Phosphorylations of serines 21/9 in glycogen synthase kinase 3α/β are dispensable for V600EBRAF-driven premalignant tumour development in the mouse intestine

Valine to glutamate substitution at residue 600 of the BRAF oncogene (V600EBRAF mutation) is prevalent in human colorectal cancers with a serrated histopathology and is thought to be a founder mutation. Using a conditional knock-in mouse model we have previously demonstrated that V600EBraf drives crypt hyperplasia in the short term as well as shortened survival linked to increased tumour burden in the long-term. These phenotypes are associated with induction of gene signatures for E2F targets, MYC signalling, G2/M transition, canonical Wnt signalling, and cholesterol biosynthesis. Although these gene signatures are reverted by MEK inhibition, there remains a lack of understanding of the signalling pathways involved, particularly the mechanism of crosstalk between the MAPK and Wnt pathways. Here, we have examined a role for phosphorylation of GSK3αβ isoforms at residues S21/S9. By introducing homozygous knock-in mutations for Gsk3αβS9A/S21A onto the V600EBraf background, we unexpectedly show a marginal effect of these mutations on further increasing crypt proliferation.
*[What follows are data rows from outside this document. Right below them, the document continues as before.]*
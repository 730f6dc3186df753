use deadpool_redis::Runtime;
use sqlx::{postgres::PgPoolOptions, PgPool};

use crate::{api::error, ENV};

pub async fn connect_database() -> Result<PgPool, error::SystemError> {
    let database_url = &ENV.database_url;
    let pool = PgPoolOptions::new()
        .max_connections(5)
        .min_connections(1)
        .acquire_timeout(ENV.store_timeout)
        .acquire_slow_threshold(std::time::Duration::from_secs(3))
        .connect(database_url)
        .await?;
    Ok(pool)
}

pub fn connect_redis() -> Result<deadpool_redis::Pool, error::SystemError> {
    let mut cfg = deadpool_redis::Config::from_url(&ENV.redis_url);
    cfg.pool = Some(deadpool_redis::PoolConfig { max_size: 16, ..Default::default() });
    let pool = cfg.create_pool(Some(Runtime::Tokio1))?;
    Ok(pool)
}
However, this impact is lost in the long-term as there are no significant differences in mouse survival, tumour burden or tumour grade. Consistently, the Gsk3αβ knock-in mutations do not change the transcriptional programme induced by V600EBraf, except for 3 genes (Ephx4, Eif2b3 Ppp1r13l) whose expression is significantly altered, potentially contributing to the short-term increase in crypt hyperplasia. Overall, our data show that therapeutic strategies targeting GSK3αβ phosphorylation at serines 21/9 are not worthwhile options for V600EBRAF colorectal cancers.